Le meilleur moyen de le faire est peut-être de partir d’un exemple concret survenu sur le quartier et qui a été discuté en détail lors d’une réunion du projet DiverCité. En 2005 comme tous les ans, à la fin de l’année scolaire, une fête de quartier a été organisée l’initiative d’associations locales et du centre social, destinée aux enfants et aux jeunes, mais aussi aux parents et à tout habitant du quartier qui le souhaitait. La projection d’un film en plein air devait clôturer la soirée. Malheureusement, en raison de la pluie, on dut se replier sur une salle, qui s’avéra trop petite pour accueillir tout le monde, d’où des délais et des atermoiements supplémentaires. La salle se trouva envahie par une horde d’enfants du quartier, surexcités et incontrôlables. Les parents n’étaient pas là. Les « grands frères » qui assistaient à la scène eurent plutôt tendance à mettre de l’huile sur le feu. Les responsables de la soirée, sentant qu’ils perdaient le contrôle de la situation, se résolurent à annuler la soirée, provoquant récriminations et frustrations supplémentaires.

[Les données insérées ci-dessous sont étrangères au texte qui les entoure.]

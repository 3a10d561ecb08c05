//! Shared test utilities for the crop feature workspace.
//!
//! This crate provides common testing infrastructure including:
//! - Synthetic product stack generators
//! - A fixture query and matching in-memory catalogue
//! - Approximate float assertions
//!
//! # Usage
//!
//! Add to your crate's `Cargo.toml`:
//!
//! ```toml
//! [dev-dependencies]
//! test-utils = { path = "../test-utils" }
//! ```
//!
//! Then import in your integration tests:
//!
//! ```ignore
//! use test_utils::{sample_catalog, sample_query};
//! ```

pub mod fixtures;
pub mod generators;

// Re-export commonly used items at the crate root
pub use fixtures::*;
pub use generators::*;

/// Macro for approximate floating-point equality assertions.
///
/// # Usage
///
/// ```ignore
/// use test_utils::assert_approx_eq;
///
/// assert_approx_eq!(1.0001_f64, 1.0_f64, 0.001_f64); // passes
/// assert_approx_eq!(1.1_f32, 1.0_f32, 0.001_f32);    // fails
/// ```
#[macro_export]
macro_rules! assert_approx_eq {
    ($left:expr, $right:expr, $epsilon:expr) => {{
        let left: f64 = $left as f64;
        let right: f64 = $right as f64;
        let epsilon: f64 = $epsilon as f64;
        let diff = (left - right).abs();
        if diff > epsilon {
            panic!(
                "assertion failed: `(left ≈ right)`\n  left: `{:?}`,\n right: `{:?}`,\n  diff: `{:?}` > epsilon `{:?}`",
                left, right, diff, epsilon
            );
        }
    }};
}

#[cfg(test)]
mod tests {
    #[test]
    fn test_assert_approx_eq_passes() {
        assert_approx_eq!(0.30000001_f32, 0.3_f32, 1e-6);
        assert_approx_eq!(-5.5, -5.500001, 0.0001);
    }

    #[test]
    #[should_panic(expected = "assertion failed")]
    fn test_assert_approx_eq_fails() {
        assert_approx_eq!(0.5, 0.4, 0.001);
    }
}
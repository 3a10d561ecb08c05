//! Bounding box types and operations.

use serde::{Deserialize, Serialize};

use crate::error::{CommonError, CommonResult};

/// A geographic or projected bounding box.
///
/// For geographic CRS (EPSG:4326), coordinates are in degrees.
/// For projected CRS (EPSG:6933, etc.), coordinates are in meters.
#[derive(Debug, Clone, Copy, PartialEq, Serialize, Deserialize)]
pub struct BoundingBox {
    pub min_x: f64,
    pub min_y: f64,
    pub max_x: f64,
    pub max_y: f64,
}

impl BoundingBox {
    /// Create a new bounding box from corner coordinates.
    pub fn new(min_x: f64, min_y: f64, max_x: f64, max_y: f64) -> Self {
        Self {
            min_x,
            min_y,
            max_x,
            max_y,
        }
    }

    /// Create a bounding box from a center point and a buffer in each direction.
    ///
    /// This is how crop survey points are usually turned into a load footprint.
    pub fn around(x: f64, y: f64, buffer: f64) -> Self {
        Self::new(x - buffer, y - buffer, x + buffer, y + buffer)
    }

    /// Parse a comma separated "minx,miny,maxx,maxy" string.
    pub fn parse(s: &str) -> CommonResult<Self> {
        let parts: Vec<&str> = s.split(',').map(str::trim).collect();
        if parts.len() != 4 {
            return Err(CommonError::InvalidBbox(format!(
                "{s}. Expected 'minx,miny,maxx,maxy'"
            )));
        }

        let mut values = [0.0f64; 4];
        for (slot, part) in values.iter_mut().zip(&parts) {
            *slot = part
                .parse()
                .map_err(|_| CommonError::InvalidBbox(format!("invalid number '{part}'")))?;
        }

        let bbox = Self::new(values[0], values[1], values[2], values[3]);
        bbox.validate()?;
        Ok(bbox)
    }

    /// Check that min corners are strictly below max corners and all values are finite.
    pub fn validate(&self) -> CommonResult<()> {
        let finite = [self.min_x, self.min_y, self.max_x, self.max_y]
            .iter()
            .all(|v| v.is_finite());
        if !finite {
            return Err(CommonError::InvalidBbox(format!("non-finite corner in {self:?}")));
        }
        if self.min_x >= self.max_x || self.min_y >= self.max_y {
            return Err(CommonError::InvalidBbox(format!(
                "empty extent ({}, {}) - ({}, {})",
                self.min_x, self.min_y, self.max_x, self.max_y
            )));
        }
        Ok(())
    }

    /// Width of the bounding box in coordinate units.
    pub fn width(&self) -> f64 {
        self.max_x - self.min_x
    }

    /// Height of the bounding box in coordinate units.
    pub fn height(&self) -> f64 {
        self.max_y - self.min_y
    }
}
//! In-memory raster cubes.
//!
//! A [`RasterStack`] holds named bands on one [`GeoBox`], optionally indexed
//! by time. Every band stores one row-major plane per time step (exactly one
//! plane when the stack has no time axis). NaN is the in-memory "no data"
//! value; a band may also carry the sentinel its source used, which
//! [`RasterStack::recode_nodata`] turns into NaN.

use chrono::{DateTime, Utc};
use crop_common::GeoBox;
use serde::{Deserialize, Serialize};

use crate::error::{FeatureError, Result};

/// One named measurement across all time steps of a stack.
#[derive(Debug, Clone, PartialEq, Serialize, Deserialize)]
pub struct Band {
    pub name: String,
    /// Sentinel the source used for missing cells, if any.
    #[serde(default)]
    pub nodata: Option<f32>,
    /// One row-major plane per time step.
    pub planes: Vec<Vec<f32>>,
}

impl Band {
    pub fn new(name: impl Into<String>, planes: Vec<Vec<f32>>) -> Self {
        Self {
            name: name.into(),
            nodata: None,
            planes,
        }
    }

    pub fn with_nodata(mut self, nodata: f32) -> Self {
        self.nodata = Some(nodata);
        self
    }

    /// Whether a cell value counts as missing for this band.
    #[inline]
    pub fn is_missing(&self, value: f32) -> bool {
        value.is_nan() || self.nodata.is_some_and(|nd| value == nd)
    }

    pub fn plane(&self, step: usize) -> Option<&[f32]> {
        self.planes.get(step).map(Vec::as_slice)
    }
}

/// A time-indexed (or timeless) multi-band raster on a single grid.
#[derive(Debug, Clone, PartialEq, Serialize, Deserialize)]
#[serde(try_from = "StackParts")]
pub struct RasterStack {
    geobox: GeoBox,
    times: Option<Vec<DateTime<Utc>>>,
    bands: Vec<Band>,
}

/// Unvalidated stack contents, as read from disk.
#[derive(Debug, Clone, Deserialize)]
pub struct StackParts {
    pub geobox: GeoBox,
    #[serde(default)]
    pub times: Option<Vec<DateTime<Utc>>>,
    pub bands: Vec<Band>,
}

impl TryFrom<StackParts> for RasterStack {
    type Error = FeatureError;

    fn try_from(parts: StackParts) -> Result<Self> {
        RasterStack::new(parts.geobox, parts.times, parts.bands)
    }
}

impl RasterStack {
    /// Build a stack, checking every band has one full plane per time step
    /// and that band names are unique.
    pub fn new(
        geobox: GeoBox,
        times: Option<Vec<DateTime<Utc>>>,
        bands: Vec<Band>,
    ) -> Result<Self> {
        let steps = times.as_ref().map_or(1, Vec::len);
        let pixels = geobox.len();

        for (i, band) in bands.iter().enumerate() {
            if bands[..i].iter().any(|b| b.name == band.name) {
                return Err(FeatureError::DuplicateBandName(band.name.clone()));
            }
            if band.planes.len() != steps {
                return Err(FeatureError::shape(format!(
                    "band '{}' has {} planes, expected {}",
                    band.name,
                    band.planes.len(),
                    steps
                )));
            }
            if let Some(plane) = band.planes.iter().find(|p| p.len() != pixels) {
                return Err(FeatureError::shape(format!(
                    "band '{}' plane has {} cells, grid has {}",
                    band.name,
                    plane.len(),
                    pixels
                )));
            }
        }

        Ok(Self {
            geobox,
            times,
            bands,
        })
    }

    pub fn geobox(&self) -> &GeoBox {
        &self.geobox
    }

    /// Timestamps, or `None` when the stack has no time axis.
    pub fn times(&self) -> Option<&[DateTime<Utc>]> {
        self.times.as_deref()
    }

    pub fn has_time(&self) -> bool {
        self.times.is_some()
    }

    /// Number of planes per band: the time axis length, or 1 without one.
    pub fn steps(&self) -> usize {
        self.times.as_ref().map_or(1, Vec::len)
    }

    pub fn bands(&self) -> &[Band] {
        &self.bands
    }

    pub fn band(&self, name: &str) -> Option<&Band> {
        self.bands.iter().find(|b| b.name == name)
    }

    pub fn band_names(&self) -> Vec<&str> {
        self.bands.iter().map(|b| b.name.as_str()).collect()
    }

    pub fn into_bands(self) -> Vec<Band> {
        self.bands
    }

    /// A new stack on the same grid and time axis with different bands.
    pub fn with_bands(&self, bands: Vec<Band>) -> Result<Self> {
        Self::new(self.geobox.clone(), self.times.clone(), bands)
    }

    /// A timeless stack on the same grid holding the given single-plane bands.
    pub fn collapsed(&self, bands: Vec<Band>) -> Result<Self> {
        Self::new(self.geobox.clone(), None, bands)
    }

    /// Sub-stack holding only the given time steps, in the given order.
    pub fn select_steps(&self, steps: &[usize]) -> Result<Self> {
        let times = self
            .times
            .as_ref()
            .ok_or_else(|| FeatureError::shape("cannot select time steps from a timeless stack"))?;

        if let Some(bad) = steps.iter().find(|&&s| s >= times.len()) {
            return Err(FeatureError::shape(format!(
                "time step {} out of range for {} steps",
                bad,
                times.len()
            )));
        }

        let bands = self
            .bands
            .iter()
            .map(|band| Band {
                name: band.name.clone(),
                nodata: band.nodata,
                planes: steps.iter().map(|&s| band.planes[s].clone()).collect(),
            })
            .collect();

        Ok(Self {
            geobox: self.geobox.clone(),
            times: Some(steps.iter().map(|&s| times[s]).collect()),
            bands,
        })
    }

    /// Sub-stack holding only the named measurements, in the given order.
    pub fn select_bands<S: AsRef<str>>(&self, names: &[S]) -> Result<Self> {
        let bands = names
            .iter()
            .map(|name| {
                self.band(name.as_ref())
                    .cloned()
                    .ok_or_else(|| FeatureError::BandNotFound(name.as_ref().to_string()))
            })
            .collect::<Result<Vec<_>>>()?;
        self.with_bands(bands)
    }

    /// Rename every band through `rename`.
    pub fn rename_bands(mut self, rename: impl Fn(&str) -> String) -> Result<Self> {
        for band in &mut self.bands {
            band.name = rename(&band.name);
        }
        Self::new(self.geobox, self.times, self.bands)
    }

    /// Replace each band's source sentinel with NaN and forget the sentinel.
    pub fn recode_nodata(mut self) -> Self {
        for band in &mut self.bands {
            if let Some(nodata) = band.nodata.take() {
                replace_value(&mut band.planes, nodata);
            }
        }
        self
    }

    /// Replace every cell equal to `value` with NaN in all bands.
    pub fn mask_value(mut self, value: f32) -> Self {
        for band in &mut self.bands {
            replace_value(&mut band.planes, value);
            if band.nodata == Some(value) {
                band.nodata = None;
            }
        }
        self
    }

    /// Drop a time axis of length one.
    ///
    /// A timeless stack is returned unchanged; an empty time axis or one with
    /// several steps cannot be squeezed.
    pub fn squeeze_time(self, context: &str) -> Result<Self> {
        match self.times.as_ref().map(Vec::len) {
            None | Some(1) => Ok(Self {
                geobox: self.geobox,
                times: None,
                bands: self.bands,
            }),
            Some(0) => Err(FeatureError::EmptyTimeAxis {
                label: context.to_string(),
            }),
            Some(steps) => Err(FeatureError::ResidualTimeAxis {
                context: context.to_string(),
                steps,
            }),
        }
    }
}

fn replace_value(planes: &mut [Vec<f32>], value: f32) {
    for plane in planes {
        for cell in plane.iter_mut().filter(|c| **c == value) {
            *cell = f32::NAN;
        }
    }
}

#[cfg(test)]
mod tests {
    use super::*;
    use chrono::TimeZone;
    use crop_common::Crs;

    fn grid() -> GeoBox {
        GeoBox::new(Crs::EASE_GRID_2, 2, 2, (10.0, -10.0), (0.0, 20.0))
    }

    fn day(d: u32) -> DateTime<Utc> {
        Utc.with_ymd_and_hms(2020, 1, d, 0, 0, 0).unwrap()
    }

    fn two_step_stack() -> RasterStack {
        RasterStack::new(
            grid(),
            Some(vec![day(1), day(2)]),
            vec![
                Band::new("red", vec![vec![1.0; 4], vec![2.0; 4]]),
                Band::new("nir", vec![vec![3.0; 4], vec![4.0; 4]]),
            ],
        )
        .unwrap()
    }

    #[test]
    fn test_new_validates_shapes() {
        let wrong_planes = RasterStack::new(
            grid(),
            Some(vec![day(1), day(2)]),
            vec![Band::new("red", vec![vec![1.0; 4]])],
        );
        assert!(matches!(wrong_planes, Err(FeatureError::ShapeMismatch(_))));

        let wrong_cells = RasterStack::new(grid(), None, vec![Band::new("red", vec![vec![1.0; 3]])]);
        assert!(matches!(wrong_cells, Err(FeatureError::ShapeMismatch(_))));

        let duplicate = RasterStack::new(
            grid(),
            None,
            vec![
                Band::new("red", vec![vec![1.0; 4]]),
                Band::new("red", vec![vec![1.0; 4]]),
            ],
        );
        assert!(matches!(duplicate, Err(FeatureError::DuplicateBandName(_))));
    }

    #[test]
    fn test_select_steps_and_bands() {
        let stack = two_step_stack();

        let second = stack.select_steps(&[1]).unwrap();
        assert_eq!(second.times().unwrap(), &[day(2)]);
        assert_eq!(second.band("red").unwrap().planes, vec![vec![2.0; 4]]);

        let nir = stack.select_bands(&["nir"]).unwrap();
        assert_eq!(nir.band_names(), vec!["nir"]);
        assert!(matches!(
            stack.select_bands(&["swir_1"]),
            Err(FeatureError::BandNotFound(_))
        ));
        assert!(stack.select_steps(&[2]).is_err());
    }

    #[test]
    fn test_recode_nodata() {
        let stack = RasterStack::new(
            grid(),
            None,
            vec![Band::new("slope", vec![vec![1.0, -9999.0, 3.0, -9999.0]]).with_nodata(-9999.0)],
        )
        .unwrap()
        .recode_nodata();

        let band = stack.band("slope").unwrap();
        assert!(band.nodata.is_none());
        assert_eq!(band.planes[0][0], 1.0);
        assert!(band.planes[0][1].is_nan());
        assert!(band.planes[0][3].is_nan());
    }

    #[test]
    fn test_squeeze_time() {
        let single = two_step_stack().select_steps(&[0]).unwrap();
        let squeezed = single.squeeze_time("single").unwrap();
        assert!(!squeezed.has_time());
        assert_eq!(squeezed.steps(), 1);

        let err = two_step_stack().squeeze_time("both").unwrap_err();
        assert!(matches!(err, FeatureError::ResidualTimeAxis { steps: 2, .. }));

        let empty = two_step_stack().select_steps(&[]).unwrap();
        assert!(matches!(
            empty.squeeze_time("none"),
            Err(FeatureError::EmptyTimeAxis { .. })
        ));
    }

    #[test]
    fn test_deserialize_validates() {
        let json = serde_json::json!({
            "geobox": grid(),
            "times": ["2020-01-01T00:00:00Z"],
            "bands": [{ "name": "water", "planes": [[0.0, 128.0, 0.0, 64.0]] }]
        });
        let stack: RasterStack = serde_json::from_value(json).unwrap();
        assert_eq!(stack.steps(), 1);

        let bad = serde_json::json!({
            "geobox": grid(),
            "bands": [{ "name": "water", "planes": [[0.0]] }]
        });
        assert!(serde_json::from_value::<RasterStack>(bad).is_err());
    }
}
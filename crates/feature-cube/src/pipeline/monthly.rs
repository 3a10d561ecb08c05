//! Monthly NDVI anomaly features.

use async_trait::async_trait;
use crop_common::TimeRange;
use tracing::info;

use super::{ProductPipeline, MONTHLY_NDVI_MEASUREMENTS};
use crate::config::BaselineQuery;
use crate::error::Result;
use crate::layer::FlattenedLayer;
use crate::source::{DataSource, Resampling};
use crate::window::flatten_time_steps;

/// Loads the monthly index product over one interval and keeps every step
/// as its own feature, named `{band}_{stepIndex}`.
#[derive(Debug, Clone)]
pub struct MonthlyIndexPipeline {
    product: String,
    range: TimeRange,
}

impl MonthlyIndexPipeline {
    pub fn new(range: TimeRange) -> Self {
        Self {
            product: "ndvi_anomaly".to_string(),
            range,
        }
    }
}

#[async_trait]
impl ProductPipeline for MonthlyIndexPipeline {
    fn name(&self) -> &str {
        "monthly_ndvi"
    }

    async fn run(
        &self,
        source: &dyn DataSource,
        baseline: &BaselineQuery,
    ) -> Result<Vec<FlattenedLayer>> {
        let request = baseline
            .request(&self.product, MONTHLY_NDVI_MEASUREMENTS, self.range)
            .with_resampling(Resampling::Bilinear);
        let stack = source.load(&request).await?.recode_nodata();

        let layers = flatten_time_steps(&stack)?;
        info!(
            pipeline = self.name(),
            steps = stack.steps(),
            layers = layers.len(),
            "Pipeline complete"
        );
        Ok(layers)
    }
}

Ces incidents se caractérisent par leur nature anecdotique davantage que par leur aspect spectaculaire. Ils furent oubliés aussitôt que survenus et n’eurent aucune conséquence significative. Ils font cependant signe vers un malaise plus général, ressenti par de nombreuses personnes, concernant les relations sociales sur le quartier, qui semblent pouvoir déraper plus facilement dans la confrontation, notamment quand il s’agit d’enfants et de jeunes. Il y a comme une impression (par illusion rétrospective ?) que ces derniers sont devenus moins spontanément obéissants, moins prévisibles et moins contrôlables, constamment à la frontière entre civilité et incivilité. Bref, un certain fonctionnement social qui paraissait naturel a perdu de son évidence. Les enfants n’écoutent plus forcément les adultes. Face à un incident aussi mineur, il ne semble plus y avoir les moyens de trouver une solution raisonnable. Un événement à vocation collective et festive se transforme en confrontation entre jeunes et « institutions ».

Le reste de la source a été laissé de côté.